(GIVEN RECORDS Opens)

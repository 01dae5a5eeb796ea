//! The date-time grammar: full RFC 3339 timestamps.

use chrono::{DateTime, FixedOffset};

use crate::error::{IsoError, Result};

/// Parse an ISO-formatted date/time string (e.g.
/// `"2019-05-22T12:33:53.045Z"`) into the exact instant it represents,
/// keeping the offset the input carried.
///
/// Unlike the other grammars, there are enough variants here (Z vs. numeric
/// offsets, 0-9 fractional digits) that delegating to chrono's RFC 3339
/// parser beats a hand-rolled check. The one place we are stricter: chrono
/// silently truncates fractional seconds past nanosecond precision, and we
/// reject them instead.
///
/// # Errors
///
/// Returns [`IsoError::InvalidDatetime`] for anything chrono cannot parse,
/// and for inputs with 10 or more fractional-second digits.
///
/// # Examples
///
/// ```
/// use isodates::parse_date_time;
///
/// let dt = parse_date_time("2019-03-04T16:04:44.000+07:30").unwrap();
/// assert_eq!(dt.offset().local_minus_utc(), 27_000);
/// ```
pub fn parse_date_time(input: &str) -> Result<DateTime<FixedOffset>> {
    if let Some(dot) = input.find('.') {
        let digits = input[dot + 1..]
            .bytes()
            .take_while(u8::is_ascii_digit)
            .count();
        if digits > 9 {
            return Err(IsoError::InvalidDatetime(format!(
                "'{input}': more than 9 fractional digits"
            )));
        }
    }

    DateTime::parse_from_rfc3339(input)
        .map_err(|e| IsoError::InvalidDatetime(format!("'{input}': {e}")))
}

(GIVEN RECORDS Closes)
(GIVEN RECORDS Opens)

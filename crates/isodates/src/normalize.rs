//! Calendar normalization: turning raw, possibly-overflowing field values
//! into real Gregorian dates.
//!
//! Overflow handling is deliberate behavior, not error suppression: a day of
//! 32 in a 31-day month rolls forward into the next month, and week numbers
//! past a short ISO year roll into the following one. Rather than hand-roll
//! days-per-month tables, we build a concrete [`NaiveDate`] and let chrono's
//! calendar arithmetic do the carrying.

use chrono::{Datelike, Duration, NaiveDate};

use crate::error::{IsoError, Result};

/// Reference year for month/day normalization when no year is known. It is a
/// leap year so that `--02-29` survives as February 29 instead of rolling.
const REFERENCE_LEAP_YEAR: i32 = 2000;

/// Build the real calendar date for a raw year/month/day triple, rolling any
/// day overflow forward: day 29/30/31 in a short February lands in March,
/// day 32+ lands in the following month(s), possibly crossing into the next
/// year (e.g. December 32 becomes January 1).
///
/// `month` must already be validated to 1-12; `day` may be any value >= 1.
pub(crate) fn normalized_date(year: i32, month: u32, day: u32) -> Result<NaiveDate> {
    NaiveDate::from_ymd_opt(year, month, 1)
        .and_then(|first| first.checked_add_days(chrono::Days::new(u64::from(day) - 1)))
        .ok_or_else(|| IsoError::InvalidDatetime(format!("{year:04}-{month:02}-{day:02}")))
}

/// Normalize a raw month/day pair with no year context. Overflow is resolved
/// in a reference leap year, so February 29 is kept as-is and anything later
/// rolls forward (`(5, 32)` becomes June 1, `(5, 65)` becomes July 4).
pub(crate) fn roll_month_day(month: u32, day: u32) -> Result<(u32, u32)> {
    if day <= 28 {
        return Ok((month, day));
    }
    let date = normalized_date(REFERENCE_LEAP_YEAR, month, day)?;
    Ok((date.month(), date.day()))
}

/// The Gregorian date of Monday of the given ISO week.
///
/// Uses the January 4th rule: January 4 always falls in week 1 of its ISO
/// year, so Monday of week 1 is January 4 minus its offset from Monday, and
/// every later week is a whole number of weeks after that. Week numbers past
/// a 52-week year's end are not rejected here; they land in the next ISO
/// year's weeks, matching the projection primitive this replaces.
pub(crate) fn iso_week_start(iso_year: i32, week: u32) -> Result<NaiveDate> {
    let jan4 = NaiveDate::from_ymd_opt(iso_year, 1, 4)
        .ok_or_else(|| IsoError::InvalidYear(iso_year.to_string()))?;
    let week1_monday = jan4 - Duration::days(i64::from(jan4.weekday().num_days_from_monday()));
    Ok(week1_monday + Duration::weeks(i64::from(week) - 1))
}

(GIVEN RECORDS Closes)
(GIVEN RECORDS Opens)

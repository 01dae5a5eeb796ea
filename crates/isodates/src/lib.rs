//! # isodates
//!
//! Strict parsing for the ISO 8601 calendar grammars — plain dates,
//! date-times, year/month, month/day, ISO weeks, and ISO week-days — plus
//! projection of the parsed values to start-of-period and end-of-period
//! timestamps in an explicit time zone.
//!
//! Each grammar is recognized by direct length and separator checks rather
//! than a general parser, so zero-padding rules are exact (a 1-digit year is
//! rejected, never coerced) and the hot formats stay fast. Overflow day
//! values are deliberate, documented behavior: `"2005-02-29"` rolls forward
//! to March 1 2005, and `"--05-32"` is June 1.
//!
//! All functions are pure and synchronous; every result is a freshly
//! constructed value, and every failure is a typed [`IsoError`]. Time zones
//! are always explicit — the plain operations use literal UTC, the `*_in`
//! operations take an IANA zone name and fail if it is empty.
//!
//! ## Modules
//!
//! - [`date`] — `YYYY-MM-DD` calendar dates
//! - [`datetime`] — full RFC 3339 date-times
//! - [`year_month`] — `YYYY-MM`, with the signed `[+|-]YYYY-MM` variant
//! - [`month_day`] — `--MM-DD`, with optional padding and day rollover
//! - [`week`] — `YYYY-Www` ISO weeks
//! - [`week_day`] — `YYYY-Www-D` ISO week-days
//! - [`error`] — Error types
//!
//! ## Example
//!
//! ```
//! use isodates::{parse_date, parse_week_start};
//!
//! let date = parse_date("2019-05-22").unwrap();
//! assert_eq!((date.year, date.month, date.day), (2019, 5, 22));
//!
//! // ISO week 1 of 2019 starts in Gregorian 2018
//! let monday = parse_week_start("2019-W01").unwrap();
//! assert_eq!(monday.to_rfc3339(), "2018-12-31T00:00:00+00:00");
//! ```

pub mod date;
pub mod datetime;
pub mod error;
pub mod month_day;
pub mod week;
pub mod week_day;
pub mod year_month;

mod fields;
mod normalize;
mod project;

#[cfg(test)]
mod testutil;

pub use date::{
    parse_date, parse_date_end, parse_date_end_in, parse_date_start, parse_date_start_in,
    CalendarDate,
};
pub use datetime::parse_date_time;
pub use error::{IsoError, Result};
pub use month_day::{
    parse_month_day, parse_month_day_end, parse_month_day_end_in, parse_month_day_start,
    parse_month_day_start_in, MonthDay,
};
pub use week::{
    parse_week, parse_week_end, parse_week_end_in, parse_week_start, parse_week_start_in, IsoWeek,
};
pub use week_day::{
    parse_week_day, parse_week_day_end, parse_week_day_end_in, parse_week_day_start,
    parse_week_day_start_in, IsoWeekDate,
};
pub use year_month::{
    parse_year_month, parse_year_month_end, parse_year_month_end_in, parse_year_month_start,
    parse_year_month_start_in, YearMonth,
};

(GIVEN RECORDS Closes)

### EXERCISE
Throughout the records above, find the lines in which the word "rejected" appears and return them.

### EXERCISE RESULT
/// a 52-week year's end are not rejected here; they land in the next ISO
//! rejected, never coerced) and the hot formats stay fast. Overflow day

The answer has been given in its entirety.